TAP, comme Terry Agullo Ponce. L’homme qui rachète les entreprises à la barre des tribunaux pour construire son Groupe. Spécialisé dans les équipements et services pour la supply chain, TAP maille le territoire pour déployer sa stratégie avec un mix entre croissance organique par la création de sites et croissance externe.

« C’est une entreprise familiale, je l’ai créée de zéro, je viens de la cité. J’ai racheté ma première entreprise à la barre du tribunal en 1996. » Il en est de même pour sa dernière acquisition fin février, Oxytemps 10 à la Chapelle-Saint-Luc. La 20e entreprise du Groupe qu’il vient d’intégrer après quatre ans de recherche et accompagné par Business Sud Champagne.

Avec Oxytemps, TAP se dote d’une 8e unité de production proche de son savoir-faire avec la maîtrise de l’oxycoupage, de la découpe laser et de la mécano-soudure.

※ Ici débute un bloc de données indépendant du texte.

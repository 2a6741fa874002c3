//! Draw list to colored triangles.
//!
//! Output positions are target pixels (origin top-left, y down); the GPU
//! backend maps them to clip space. Text is collected as positioned
//! [`TextItem`]s for the glyph overlay.

use bytemuck::{Pod, Zeroable};
use glam::Vec2;
use std::f32::consts::TAU;

use super::draw_list::{DrawCommand, DrawList};
use super::path_cache::PathCache;
use crate::camera::flat::Transform2;
use crate::theme::Color;

const CIRCLE_SEGMENTS: usize = 32;
const VIGNETTE_SEGMENTS: usize = 48;
/// Vignette starts at this fraction of the half-extent and is fully opaque
/// at 1.6 times the half-extent (past the corners).
const VIGNETTE_INNER: f32 = 0.6;
const VIGNETTE_OUTER: f32 = 1.6;

#[repr(C)]
#[derive(Clone, Copy, Debug, PartialEq, Pod, Zeroable)]
pub struct ColorVertex {
    pub position: [f32; 2],
    pub color: [f32; 4],
}

impl ColorVertex {
    pub fn new(position: Vec2, color: Color) -> Self {
        Self {
            position: position.to_array(),
            color: color.to_array(),
        }
    }
}

#[derive(Debug, Clone, Default)]
pub struct Tessellation {
    pub clear: Option<Color>,
    /// Triangle list.
    pub vertices: Vec<ColorVertex>,
    /// Labels in draw order, anchored in target pixels.
    pub texts: Vec<TextItem>,
}

/// A label centered on `anchor`.
#[derive(Debug, Clone, PartialEq)]
pub struct TextItem {
    pub anchor: Vec2,
    pub text: String,
    pub size: f32,
    pub color: Color,
}

impl Tessellation {
    pub fn triangle_count(&self) -> usize {
        self.vertices.len() / 3
    }

    fn tri(&mut self, a: Vec2, b: Vec2, c: Vec2, color: Color) {
        self.vertices.push(ColorVertex::new(a, color));
        self.vertices.push(ColorVertex::new(b, color));
        self.vertices.push(ColorVertex::new(c, color));
    }

    fn quad(&mut self, a: Vec2, b: Vec2, c: Vec2, d: Vec2, color: Color) {
        self.tri(a, b, c, color);
        self.tri(a, c, d, color);
    }

    /// Segment of the given pixel width, butt caps.
    fn segment(&mut self, from: Vec2, to: Vec2, width: f32, color: Color) {
        let Some(dir) = (to - from).try_normalize() else {
            return;
        };
        let n = dir.perp() * (width / 2.0);
        self.quad(from + n, to + n, to - n, from - n, color);
    }

    /// Closed polyline, optionally dashed. The dash phase runs continuously
    /// around the ring.
    fn ring(&mut self, points: &[Vec2], width: f32, color: Color, dash: Option<[f32; 2]>) {
        if points.len() < 2 {
            return;
        }
        let mut phase = 0.0_f32;
        for i in 0..points.len() {
            let a = points[i];
            let b = points[(i + 1) % points.len()];
            match dash {
                None => self.segment(a, b, width, color),
                Some([on, off]) if on > 0.0 && on + off > 0.0 => {
                    let period = on + off;
                    let length = a.distance(b);
                    let mut t = 0.0;
                    while t < length {
                        let within = phase % period;
                        let (span, drawing) = if within < on {
                            (on - within, true)
                        } else {
                            (period - within, false)
                        };
                        let step = span.min(length - t);
                        if drawing {
                            let p0 = a.lerp(b, t / length);
                            let p1 = a.lerp(b, (t + step) / length);
                            self.segment(p0, p1, width, color);
                        }
                        t += step;
                        phase += step;
                    }
                }
                Some(_) => self.segment(a, b, width, color),
            }
        }
    }

    fn circle_fill(&mut self, center: Vec2, radius: f32, color: Color) {
        for i in 0..CIRCLE_SEGMENTS {
            let a0 = i as f32 / CIRCLE_SEGMENTS as f32 * TAU;
            let a1 = (i + 1) as f32 / CIRCLE_SEGMENTS as f32 * TAU;
            self.tri(
                center,
                center + Vec2::from_angle(a0) * radius,
                center + Vec2::from_angle(a1) * radius,
                color,
            );
        }
    }

    fn circle_stroke(&mut self, center: Vec2, radius: f32, width: f32, color: Color) {
        let inner = (radius - width / 2.0).max(0.0);
        let outer = radius + width / 2.0;
        for i in 0..CIRCLE_SEGMENTS {
            let d0 = Vec2::from_angle(i as f32 / CIRCLE_SEGMENTS as f32 * TAU);
            let d1 = Vec2::from_angle((i + 1) as f32 / CIRCLE_SEGMENTS as f32 * TAU);
            self.quad(
                center + d0 * inner,
                center + d0 * outer,
                center + d1 * outer,
                center + d1 * inner,
                color,
            );
        }
    }

    fn vignette(&mut self, target: Vec2, color: Color) {
        let center = target / 2.0;
        let half = target / 2.0;
        let clear = color.with_alpha(0.0);
        for i in 0..VIGNETTE_SEGMENTS {
            let d0 = Vec2::from_angle(i as f32 / VIGNETTE_SEGMENTS as f32 * TAU) * half;
            let d1 = Vec2::from_angle((i + 1) as f32 / VIGNETTE_SEGMENTS as f32 * TAU) * half;
            let in0 = ColorVertex::new(center + d0 * VIGNETTE_INNER, clear);
            let in1 = ColorVertex::new(center + d1 * VIGNETTE_INNER, clear);
            let out0 = ColorVertex::new(center + d0 * VIGNETTE_OUTER, color);
            let out1 = ColorVertex::new(center + d1 * VIGNETTE_OUTER, color);
            self.vertices.extend_from_slice(&[in0, out0, out1, in0, out1, in1]);
        }
    }
}

/// Convert a finished draw list into triangles for a target of `target` pixels.
pub fn tessellate(list: &DrawList, cache: &PathCache, target: Vec2) -> Tessellation {
    let mut out = Tessellation::default();
    let mut transform = Transform2::IDENTITY;

    for item in list.items() {
        match &item.command {
            DrawCommand::Clear(color) => out.clear = Some(*color),
            DrawCommand::SetTransform(t) => transform = *t,
            DrawCommand::GridLine { from, to, color, width } => {
                out.segment(transform.apply(*from), transform.apply(*to), *width, *color);
            }
            DrawCommand::FillPath { path, color } => {
                if color.a <= 0.0 {
                    continue;
                }
                let Some(cached) = cache.path(path.tier, path.index) else {
                    continue;
                };
                for tri in cached.indices.chunks_exact(3) {
                    let [a, b, c] = [tri[0], tri[1], tri[2]].map(|i| transform.apply(cached.vertices[i as usize]));
                    out.tri(a, b, c, *color);
                }
            }
            DrawCommand::StrokePath { path, color, width, dash } => {
                if color.a <= 0.0 {
                    continue;
                }
                let Some(cached) = cache.path(path.tier, path.index) else {
                    continue;
                };
                for ring in &cached.rings {
                    let points: Vec<Vec2> = cached.vertices[ring.clone()]
                        .iter()
                        .map(|v| transform.apply(*v))
                        .collect();
                    out.ring(&points, *width, *color, *dash);
                }
            }
            DrawCommand::Circle { center, radius, fill, stroke } => {
                if let Some(color) = fill {
                    out.circle_fill(*center, *radius, *color);
                }
                if let Some((color, width)) = stroke {
                    out.circle_stroke(*center, *radius, *width, *color);
                }
            }
            DrawCommand::Text { anchor, text, size, color } => {
                if color.a > 0.0 && !text.is_empty() {
                    out.texts.push(TextItem {
                        anchor: *anchor,
                        text: text.clone(),
                        size: *size,
                        color: *color,
                    });
                }
            }
            DrawCommand::Vignette { color } => out.vignette(target, *color),
        }
    }
    out
}

#[cfg(test)]
mod tests {
    use super::*;
    use crate::lod::{LodTier, LodTiers};
    use crate::projection::{FlatProjection, FlatProjectionKind};
    use crate::render::draw_list::{DrawLayer, PathRef};
    use crate::world::entity::GeographicEntity;
    use crate::world::snapshot::WorldSnapshot;
    use geo_types::{polygon, MultiPolygon};

    fn cache() -> PathCache {
        let square = MultiPolygon::new(vec![polygon![
            (x: 0.0, y: 0.0), (x: 10.0, y: 0.0), (x: 10.0, y: 10.0), (x: 0.0, y: 10.0),
        ]]);
        let world = WorldSnapshot::new(vec![GeographicEntity::new("sq", "Square", square)], Vec::new(), Vec::new());
        let mut cache = PathCache::new();
        cache.ensure(
            &FlatProjection::new(FlatProjectionKind::Equirectangular, 360.0),
            &LodTiers::build(&world),
        );
        cache
    }

    const SQ: PathRef = PathRef {
        tier: LodTier::Region,
        index: 0,
    };

    #[test]
    fn test_fill_uses_cached_triangles_and_transform() {
        let mut list = DrawList::new();
        list.push(DrawLayer::Background, DrawCommand::SetTransform(Transform2 {
            scale: 2.0,
            translate: Vec2::new(-300.0, 0.0),
        }));
        list.push(DrawLayer::Fill, DrawCommand::FillPath { path: SQ, color: Color::WHITE });
        let t = tessellate(&list, &cache(), Vec2::new(100.0, 100.0));
        assert_eq!(t.triangle_count(), 2);
        // Map x 180..190 scaled by 2 and shifted.
        let xs: Vec<f32> = t.vertices.iter().map(|v| v.position[0]).collect();
        assert!(xs.iter().all(|x| (*x - 60.0).abs() < 1e-3 || (*x - 80.0).abs() < 1e-3));
    }

    #[test]
    fn test_dashes_draw_fewer_segments() {
        let stroke = |dash| {
            let mut list = DrawList::new();
            list.push(DrawLayer::Border, DrawCommand::StrokePath {
                path: SQ,
                color: Color::WHITE,
                width: 1.0,
                dash,
            });
            tessellate(&list, &cache(), Vec2::splat(100.0)).triangle_count()
        };
        assert_eq!(stroke(None), 8);
        // 40 px of outline with a 6/4 pattern: four dashes, one per edge.
        assert_eq!(stroke(Some([6.0, 4.0])), 8);
        assert_eq!(stroke(Some([2.0, 3.0])), 16);
    }

    #[test]
    fn test_circles_text_and_transparent() {
        let mut list = DrawList::new();
        list.push(DrawLayer::Labels, DrawCommand::Circle {
            center: Vec2::splat(50.0),
            radius: 4.0,
            fill: Some(Color::WHITE),
            stroke: Some((Color::BLACK, 1.0)),
        });
        list.push(DrawLayer::Labels, DrawCommand::Text {
            anchor: Vec2::new(20.0, 30.0),
            text: "Alpha".into(),
            size: 12.0,
            color: Color::WHITE,
        });
        list.push(DrawLayer::Fill, DrawCommand::FillPath {
            path: SQ,
            color: Color::TRANSPARENT,
        });
        let t = tessellate(&list, &cache(), Vec2::splat(100.0));
        assert_eq!(t.triangle_count(), CIRCLE_SEGMENTS * 3);
        assert_eq!(t.texts.len(), 1);
        assert_eq!(t.texts[0].text, "Alpha");
        assert_eq!(t.texts[0].anchor, Vec2::new(20.0, 30.0));
    }

    #[test]
    fn test_text_kept_in_order_and_invisible_dropped() {
        let mut list = DrawList::new();
        for (name, alpha) in [("Alpha", 1.0), ("Hidden", 0.0), ("Beta", 0.5), ("", 1.0)] {
            list.push(DrawLayer::Labels, DrawCommand::Text {
                anchor: Vec2::splat(10.0),
                text: name.into(),
                size: 12.0,
                color: Color::WHITE.fade(alpha),
            });
        }
        let t = tessellate(&list, &cache(), Vec2::splat(100.0));
        let names: Vec<&str> = t.texts.iter().map(|item| item.text.as_str()).collect();
        assert_eq!(names, ["Alpha", "Beta"]);
        assert_eq!(t.triangle_count(), 0);
    }

    #[test]
    fn test_vignette_transparent_center() {
        let mut list = DrawList::new();
        list.push(DrawLayer::Background, DrawCommand::Clear(Color::BLACK));
        list.push(DrawLayer::Vignette, DrawCommand::Vignette {
            color: Color::rgba(0.0, 0.0, 0.0, 0.5),
        });
        let t = tessellate(&list, &cache(), Vec2::new(200.0, 100.0));
        assert_eq!(t.clear, Some(Color::BLACK));
        assert_eq!(t.triangle_count(), VIGNETTE_SEGMENTS * 2);
        let inner_alpha = t.vertices[0].color[3];
        assert_eq!(inner_alpha, 0.0);
    }
}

TAP préserve ainsi 24 emplois et devrait recruter des soudeurs et des peintres. Avec 4 M€ d’investissement envisagés sur le site pour le moderniser et le restructurer, TAP prévoit un effectif de 60 personnes dans deux ans. Jérôme Labrousse, dirigeant du site Mathiaut (Dijon), prend la direction de la nouvelle usine soutenue par la holding de 47 personnes de fonctions support qui structure et harmonise les process aux pratiques du Groupe.

4 métiers pour un service global

L’entreprise s’organise autour de quatre métiers. Avec d’abord l’aménagement et l’agencement d’entrepôts des usines, des magasins avec des produits comme les rayonnages, des gondoles, des caisses de quai pour les surfaces de vente ou de stockage. La deuxième activité, l’emballage, permet d’assurer la gestion des flux entre le fabricant, l’entrepôt, les magasins avec des caisses, par exemple pour l’aéronautique, l’automobile, la collecte des déchets. La vente sur catalogue et la vente en ligne composent le troisième département. Travaillant avec 80 % de produits de négoce, TAP trouve sa force dans les 20 % fabriqués dans ses usines avec du spécifique, du sur mesure maîtrisé techniquement et fabriqué.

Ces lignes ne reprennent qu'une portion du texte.